夢にはDNAがある、というのが私の考えです。リスクを恐れず真正面から夢に挑む。たとえ一つの夢をあきらめても次の夢がより強固になる。私の場合は人のためになりたいという夢です。広島農業短期大学(現県立広島大学)で畜産学を修め、米国に渡りました。日本に勝った国を見たくなったのです。実際に肌で触れ、なぜこんな国と戦争したのか、バカげたことをしたことがよくわかりました。

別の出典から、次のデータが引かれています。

use std::sync::atomic::{AtomicUsize, Ordering};
use std::sync::Arc;
use std::time::Duration;

use async_trait::async_trait;
use serde_json::Value;

use acorncache::{Connection, ConnectionFactory, ConnectionPool, DbError, PoolConfig, Row};

#[derive(Debug, Default)]
struct FactoryStats {
  connects: AtomicUsize,
  pings: AtomicUsize,
  closes: AtomicUsize,
}

#[derive(Debug)]
struct TestConn {
  stats: Arc<FactoryStats>,
  ping_failures: Arc<AtomicUsize>,
}

#[async_trait]
impl Connection for TestConn {
  async fn execute(&mut self, _sql: &str, _params: &[Value]) -> Result<u64, anyhow::Error> {
    Ok(1)
  }

  async fn execute_many(&mut self, _sql: &str, params_list: &[Vec<Value>]) -> Result<u64, anyhow::Error> {
    Ok(params_list.len() as u64)
  }

  async fn query(&mut self, _sql: &str, _params: &[Value]) -> Result<Vec<Row>, anyhow::Error> {
    Ok(Vec::new())
  }

  async fn commit(&mut self) -> Result<(), anyhow::Error> {
    Ok(())
  }

  async fn rollback(&mut self) -> Result<(), anyhow::Error> {
    Ok(())
  }

  async fn ping(&mut self) -> Result<(), anyhow::Error> {
    self.stats.pings.fetch_add(1, Ordering::SeqCst);
    let remaining = self.ping_failures.load(Ordering::SeqCst);
    if remaining > 0 {
      self.ping_failures.store(remaining - 1, Ordering::SeqCst);
      return Err(anyhow::anyhow!("connection gone"));
    }
    Ok(())
  }

  async fn close(&mut self) -> Result<(), anyhow::Error> {
    self.stats.closes.fetch_add(1, Ordering::SeqCst);
    Ok(())
  }
}

#[derive(Clone)]
struct TestFactory {
  stats: Arc<FactoryStats>,
  ping_failures: Arc<AtomicUsize>,
}

impl TestFactory {
  fn new() -> Self {
    Self {
      stats: Arc::new(FactoryStats::default()),
      ping_failures: Arc::new(AtomicUsize::new(0)),
    }
  }
}

#[async_trait]
impl ConnectionFactory for TestFactory {
  type Conn = TestConn;

  async fn connect(&self) -> Result<TestConn, anyhow::Error> {
    self.stats.connects.fetch_add(1, Ordering::SeqCst);
    Ok(TestConn {
      stats: self.stats.clone(),
      ping_failures: self.ping_failures.clone(),
    })
  }
}

fn pool_config(min: usize, max: usize, timeout_secs: u64) -> PoolConfig {
  PoolConfig {
    min_connections: min,
    max_connections: max,
    timeout_secs,
    validation_interval_secs: 30,
    batch_size: 100,
  }
}

#[tokio::test]
async fn pre_warms_min_connections() {
  let factory = TestFactory::new();
  let stats = factory.stats.clone();

  let pool = ConnectionPool::new(factory, &pool_config(3, 5, 1)).await.unwrap();
  assert_eq!(stats.connects.load(Ordering::SeqCst), 3);
  assert_eq!(pool.idle_count(), 3);
  assert_eq!(pool.active_count(), 3);
}

#[tokio::test]
async fn reuses_released_connections() {
  let factory = TestFactory::new();
  let stats = factory.stats.clone();
  let pool = ConnectionPool::new(factory, &pool_config(1, 5, 1)).await.unwrap();

  let conn = pool.acquire().await.unwrap();
  pool.release(conn);
  let conn = pool.acquire().await.unwrap();
  pool.release(conn);

  // The warm connection served both acquisitions
  assert_eq!(stats.connects.load(Ordering::SeqCst), 1);
  assert_eq!(pool.active_count(), 1);
}

#[tokio::test]
async fn exhausted_pool_blocks_until_release() {
  let factory = TestFactory::new();
  let pool = Arc::new(ConnectionPool::new(factory, &pool_config(0, 1, 5)).await.unwrap());

  let held = pool.acquire().await.unwrap();
  assert_eq!(pool.active_count(), 1);

  let waiter = {
    let pool = pool.clone();
    tokio::spawn(async move {
      let conn = pool.acquire().await.unwrap();
      pool.release(conn);
    })
  };

  tokio::time::sleep(Duration::from_millis(150)).await;
  assert!(!waiter.is_finished());

  pool.release(held);
  waiter.await.unwrap();
  assert_eq!(pool.active_count(), 1);
  assert_eq!(pool.idle_count(), 1);
}

#[tokio::test]
async fn acquire_times_out_when_exhausted() {
  let factory = TestFactory::new();
  let pool = ConnectionPool::new(factory, &pool_config(0, 1, 0)).await.unwrap();

  let _held = pool.acquire().await.unwrap();
  let err = pool.acquire().await.unwrap_err();
  match err {
    DbError::PoolTimeout { .. } => {}
    other => panic!("expected pool timeout, got {other}"),
  }
  assert_eq!(err.code(), "DB-POOL");
}

#[tokio::test]
async fn stale_connections_are_validated_and_replaced() {
  let factory = TestFactory::new();
  let stats = factory.stats.clone();
  let ping_failures = factory.ping_failures.clone();

  // Zero interval: every idle connection is probed on reuse
  let mut config = pool_config(1, 2, 1);
  config.validation_interval_secs = 0;
  let pool = ConnectionPool::new(factory, &config).await.unwrap();

  // Healthy probe: the warm connection is reused
  let conn = pool.acquire().await.unwrap();
  assert_eq!(stats.pings.load(Ordering::SeqCst), 1);
  assert_eq!(stats.connects.load(Ordering::SeqCst), 1);
  pool.release(conn);

  // Dead probe: discarded, closed, replaced
  ping_failures.store(1, Ordering::SeqCst);
  let conn = pool.acquire().await.unwrap();
  assert_eq!(stats.closes.load(Ordering::SeqCst), 1);
  assert!(stats.connects.load(Ordering::SeqCst) >= 2);
  assert_eq!(pool.active_count(), 1);
  pool.release(conn);
}

#[tokio::test]
async fn concurrent_acquires_never_exceed_max() {
  let factory = TestFactory::new();
  let stats = factory.stats.clone();
  let pool = Arc::new(ConnectionPool::new(factory, &pool_config(0, 3, 10)).await.unwrap());

  let peak = Arc::new(AtomicUsize::new(0));
  let mut tasks = Vec::new();
  for _ in 0..12 {
    let pool = pool.clone();
    let peak = peak.clone();
    tasks.push(tokio::spawn(async move {
      let conn = pool.acquire().await.unwrap();
      let active = pool.active_count();
      peak.fetch_max(active, Ordering::SeqCst);
      tokio::time::sleep(Duration::from_millis(10)).await;
      pool.release(conn);
    }));
  }
  for task in tasks {
    task.await.unwrap();
  }

  assert!(peak.load(Ordering::SeqCst) <= 3);
  assert!(stats.connects.load(Ordering::SeqCst) <= 3);
  assert_eq!(pool.active_count(), 3);
}

#[tokio::test]
async fn acquire_fails_within_deadline_when_probes_keep_failing() {
  let factory = TestFactory::new();
  factory.ping_failures.store(usize::MAX, Ordering::SeqCst);

  let mut config = pool_config(1, 1, 1);
  config.validation_interval_secs = 0;
  let pool = ConnectionPool::new(factory, &config).await.unwrap();

  // Every probe fails and every replacement fails its probe too; the
  // acquire must still give up at its deadline instead of looping.
  let started = std::time::Instant::now();
  let err = pool.acquire().await.unwrap_err();
  assert_eq!(err.code(), "DB-POOL");
  let waited = started.elapsed();
  assert!(waited >= Duration::from_millis(900), "gave up too early: {waited:?}");
  assert!(waited < Duration::from_secs(5), "deadline overrun: {waited:?}");
}

#[tokio::test]
async fn release_after_close_all_drops_the_connection() {
  let factory = TestFactory::new();
  let pool = ConnectionPool::new(factory, &pool_config(1, 2, 5)).await.unwrap();

  let held = pool.acquire().await.unwrap();
  pool.close_all().await;
  assert_eq!(pool.active_count(), 0);

  // The late release must not re-park an untracked connection
  pool.release(held);
  assert_eq!(pool.idle_count(), 0);
  assert_eq!(pool.active_count(), 0);

  // The pool stays usable afterwards
  let conn = pool.acquire().await.unwrap();
  assert_eq!(pool.active_count(), 1);
  pool.release(conn);
  assert_eq!(pool.idle_count(), 1);
}

#[tokio::test]
async fn close_all_drains_the_pool() {
  let factory = TestFactory::new();
  let stats = factory.stats.clone();
  let pool = ConnectionPool::new(factory, &pool_config(2, 5, 1)).await.unwrap();

  pool.close_all().await;
  assert_eq!(stats.closes.load(Ordering::SeqCst), 2);
  assert_eq!(pool.active_count(), 0);
  assert_eq!(pool.idle_count(), 0);
}
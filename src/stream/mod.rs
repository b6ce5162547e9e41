//! Live-streaming platform adapters.
//!
//! Every platform implements the same capability set so calling code can
//! start and stop a publish session without knowing which platform is
//! behind it. The current adapters are placeholders: they track connection
//! state and log, but perform no real session setup or media transport.

mod bigo;
mod liveme;
mod tiktok;
mod uplive;
mod youtube;

pub use bigo::BigoAdapter;
pub use liveme::LiveMeAdapter;
pub use tiktok::TikTokAdapter;
pub use uplive::UpliveAdapter;
pub use youtube::YouTubeAdapter;

use clap::ValueEnum;
use serde::Deserialize;
use std::fmt;
use std::future::Future;
use std::pin::Pin;
use thiserror::Error;

#[derive(Debug, Clone, Copy, PartialEq, Eq, PartialOrd, Ord, Hash, Deserialize, ValueEnum)]
#[serde(rename_all = "lowercase")]
pub enum Platform {
    Spotify,
    Tiktok,
    Bigo,
    Youtube,
    Uplive,
    Liveme,
}

impl Platform {
    pub const ALL: [Platform; 6] = [
        Platform::Spotify,
        Platform::Tiktok,
        Platform::Bigo,
        Platform::Youtube,
        Platform::Uplive,
        Platform::Liveme,
    ];

    /// Lowercase token, as used in config tables and on the command line.
    pub fn token(&self) -> &'static str {
        match self {
            Platform::Spotify => "spotify",
            Platform::Tiktok => "tiktok",
            Platform::Bigo => "bigo",
            Platform::Youtube => "youtube",
            Platform::Uplive => "uplive",
            Platform::Liveme => "liveme",
        }
    }

    /// Human-readable platform name.
    pub fn label(&self) -> &'static str {
        match self {
            Platform::Spotify => "Spotify",
            Platform::Tiktok => "TikTok",
            Platform::Bigo => "BIGO",
            Platform::Youtube => "YouTube Live",
            Platform::Uplive => "Uplive",
            Platform::Liveme => "LiveMe",
        }
    }
}

impl fmt::Display for Platform {
    fn fmt(&self, f: &mut fmt::Formatter<'_>) -> fmt::Result {
        f.write_str(self.token())
    }
}

#[derive(Debug, Error)]
pub enum AdapterError {
    #[error("no streaming adapter for {0}")]
    Unsupported(Platform),

    #[error("already publishing to {0}; stop first")]
    AlreadyConnected(Platform),
}

/// Connection settings for a platform adapter, read from the
/// `[stream.<platform>]` table of the config file. Recognized fields will
/// grow per platform as real integrations land; these cover the common
/// credential shapes.
#[derive(Debug, Clone, Default, Deserialize)]
pub struct AdapterConfig {
    pub client_id: Option<String>,
    pub client_secret: Option<String>,
    pub endpoint: Option<String>,
}

pub type AdapterFuture<'a> =
    Pin<Box<dyn Future<Output = Result<(), AdapterError>> + Send + 'a>>;

/// Capability set every platform integration must satisfy.
///
/// Lifecycle: `initialize` prepares credentials/session material and leaves
/// the connection state untouched; `start` moves disconnected to connected;
/// `stop` moves back and is a no-op when already disconnected. Failures
/// during any of the three surface as the returned error, not as a modeled
/// state.
pub trait StreamingAdapter: Send + fmt::Debug {
    fn platform(&self) -> Platform;

    fn initialize<'a>(&'a mut self, config: &'a AdapterConfig) -> AdapterFuture<'a>;

    /// Begin publishing. Calling `start` while already connected is an
    /// `AlreadyConnected` error and leaves the session up.
    fn start<'a>(&'a mut self, stream_key: Option<&'a str>) -> AdapterFuture<'a>;

    fn stop(&mut self) -> AdapterFuture<'_>;

    fn is_connected(&self) -> bool;
}

/// Connect/disconnect bookkeeping shared by the stub adapters.
#[derive(Debug, Default)]
pub(crate) struct Session {
    connected: bool,
}

impl Session {
    pub(crate) fn connect(&mut self, platform: Platform) -> Result<(), AdapterError> {
        if self.connected {
            return Err(AdapterError::AlreadyConnected(platform));
        }
        self.connected = true;
        Ok(())
    }

    pub(crate) fn disconnect(&mut self) {
        self.connected = false;
    }

    pub(crate) fn is_connected(&self) -> bool {
        self.connected
    }
}

/// Look up the adapter for a platform. Spotify appears in the selection UI
/// but has no publish integration, so it is rejected here.
pub fn build_adapter(platform: Platform) -> Result<Box<dyn StreamingAdapter>, AdapterError> {
    match platform {
        Platform::Spotify => Err(AdapterError::Unsupported(platform)),
        Platform::Tiktok => Ok(Box::new(TikTokAdapter::default())),
        Platform::Bigo => Ok(Box::new(BigoAdapter::default())),
        Platform::Youtube => Ok(Box::new(YouTubeAdapter::default())),
        Platform::Uplive => Ok(Box::new(UpliveAdapter::default())),
        Platform::Liveme => Ok(Box::new(LiveMeAdapter::default())),
    }
}

#[cfg(test)]
mod tests {
    use super::*;

    fn publishable() -> impl Iterator<Item = Platform> {
        Platform::ALL
            .into_iter()
            .filter(|p| !matches!(p, Platform::Spotify))
    }

    #[test]
    fn spotify_has_no_adapter() {
        let err = build_adapter(Platform::Spotify).unwrap_err();
        assert!(matches!(err, AdapterError::Unsupported(Platform::Spotify)));
    }

    #[test]
    fn registry_reports_the_requested_platform() {
        for platform in publishable() {
            let adapter = build_adapter(platform).unwrap();
            assert_eq!(adapter.platform(), platform);
        }
    }

    #[test]
    fn adapters_start_disconnected() {
        for platform in publishable() {
            let adapter = build_adapter(platform).unwrap();
            assert!(!adapter.is_connected(), "{platform} starts connected");
        }
    }

    #[tokio::test]
    async fn start_and_stop_track_connection_state() {
        for platform in publishable() {
            let mut adapter = build_adapter(platform).unwrap();

            adapter.initialize(&AdapterConfig::default()).await.unwrap();
            assert!(!adapter.is_connected(), "{platform}: initialize connected");

            adapter.start(Some("key123")).await.unwrap();
            assert!(adapter.is_connected(), "{platform}: start did not connect");

            adapter.stop().await.unwrap();
            assert!(!adapter.is_connected(), "{platform}: stop did not disconnect");
        }
    }

    #[tokio::test]
    async fn stop_is_idempotent_when_disconnected() {
        for platform in publishable() {
            let mut adapter = build_adapter(platform).unwrap();
            adapter.stop().await.unwrap();
            assert!(!adapter.is_connected());
        }
    }

    #[tokio::test]
    async fn start_without_key_connects() {
        let mut adapter = build_adapter(Platform::Youtube).unwrap();
        adapter.start(None).await.unwrap();
        assert!(adapter.is_connected());
    }

    #[tokio::test]
    async fn second_start_is_rejected_and_stays_connected() {
        let mut adapter = build_adapter(Platform::Tiktok).unwrap();
        adapter.start(Some("key123")).await.unwrap();

        let err = adapter.start(Some("key123")).await.unwrap_err();
        assert!(matches!(err, AdapterError::AlreadyConnected(Platform::Tiktok)));
        assert!(adapter.is_connected());
    }

    #[test]
    fn tokens_round_trip_through_value_enum() {
        use clap::ValueEnum;
        for platform in Platform::ALL {
            let parsed = Platform::from_str(platform.token(), false).unwrap();
            assert_eq!(parsed, platform);
        }
    }
}
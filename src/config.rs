use crate::stream::{AdapterConfig, Platform};
use anyhow::Context;
use serde::Deserialize;
use std::collections::BTreeMap;
use std::path::Path;

#[derive(Debug, Clone, Deserialize, Default)]
pub struct Config {
    /// Default model (optional)
    pub model: Option<String>,

    /// Base address of the chat API; defaults to the Poe endpoint.
    pub api_base: Option<String>,

    /// Per-platform adapter settings, e.g. `[stream.tiktok]`.
    #[serde(default)]
    pub stream: BTreeMap<Platform, AdapterConfig>,
}

impl Config {
    /// Load config if the file exists, otherwise return Ok(None).
    pub fn load_optional(path: impl AsRef<Path>) -> anyhow::Result<Option<Self>> {
        let path = path.as_ref();
        let bytes = match std::fs::read(path) {
            Ok(b) => b,
            Err(e) if e.kind() == std::io::ErrorKind::NotFound => return Ok(None),
            Err(e) => {
                return Err(anyhow::Error::new(e))
                    .with_context(|| format!("failed to read config: {}", path.display()))
            }
        };

        let s = String::from_utf8(bytes).context("config is not valid UTF-8")?;
        let cfg: Config = toml::from_str(&s)
            .with_context(|| format!("failed to parse TOML: {}", path.display()))?;
        Ok(Some(cfg))
    }
}

#[cfg(test)]
mod tests {
    use super::*;

    #[test]
    fn missing_file_is_none() {
        let dir = tempfile::tempdir().unwrap();
        let cfg = Config::load_optional(dir.path().join("config.toml")).unwrap();
        assert!(cfg.is_none());
    }

    #[test]
    fn parses_model_api_base_and_stream_tables() {
        let dir = tempfile::tempdir().unwrap();
        let path = dir.path().join("config.toml");
        std::fs::write(
            &path,
            concat!(
                "model = \"Cease-And-Desist-pro\"\n",
                "api_base = \"https://api.poe.com/v1\"\n",
                "\n",
                "[stream.tiktok]\n",
                "client_id = \"abc\"\n",
                "\n",
                "[stream.youtube]\n",
                "endpoint = \"rtmp://a.rtmp.youtube.com/live2\"\n",
            ),
        )
        .unwrap();

        let cfg = Config::load_optional(&path).unwrap().unwrap();
        assert_eq!(cfg.model.as_deref(), Some("Cease-And-Desist-pro"));
        assert_eq!(cfg.api_base.as_deref(), Some("https://api.poe.com/v1"));

        let tiktok = cfg.stream.get(&Platform::Tiktok).unwrap();
        assert_eq!(tiktok.client_id.as_deref(), Some("abc"));
        assert!(tiktok.endpoint.is_none());

        let youtube = cfg.stream.get(&Platform::Youtube).unwrap();
        assert_eq!(
            youtube.endpoint.as_deref(),
            Some("rtmp://a.rtmp.youtube.com/live2")
        );
    }

    #[test]
    fn invalid_toml_is_an_error() {
        let dir = tempfile::tempdir().unwrap();
        let path = dir.path().join("config.toml");
        std::fs::write(&path, "model = ").unwrap();
        assert!(Config::load_optional(&path).is_err());
    }
}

《カリフォルニア州サンタマリアのカレッジに通った。キリスト教と出合い次の夢を抱く》
勉強とアルバイトの孤独の日々。対日戦で死んだ米兵の遺族も多く、日本への差別感情も残っていました。疲れ切ったある日、友人が日系人の多く集うメソジスト教会の礼拝に誘ってくれ、間もなく洗礼を受けました。
《そんな大竹さんに、宣教師となってアフリカ・コンゴへ農業指導と布教に行かないか、との誘い。渡米から2年半。宣教師資格を取るため青山学院大神学科に進学するつもりで帰国した》
3 自 分 探 し 、 天 職 見 え た 毎日新聞 2012年10月12日 東京朝刊
《帰国はしたが、コンゴ動乱(1960〜1965年)で宣教師の夢も破れた。再び大竹さんの自分探しが始まる》
しばらくして郷里選出の自民党衆院議員、永山忠則(1897〜1984年)に誘われ秘書になりました。政治家となり国民に奉仕する道もあると考えたのです。でも、すぐその世界が自分にふさわしくないとわかりました。私が描いていた無償の奉仕とはかけ離れていた。政治家だけでなく支持者も自分の利益優先が日常茶飯事でした。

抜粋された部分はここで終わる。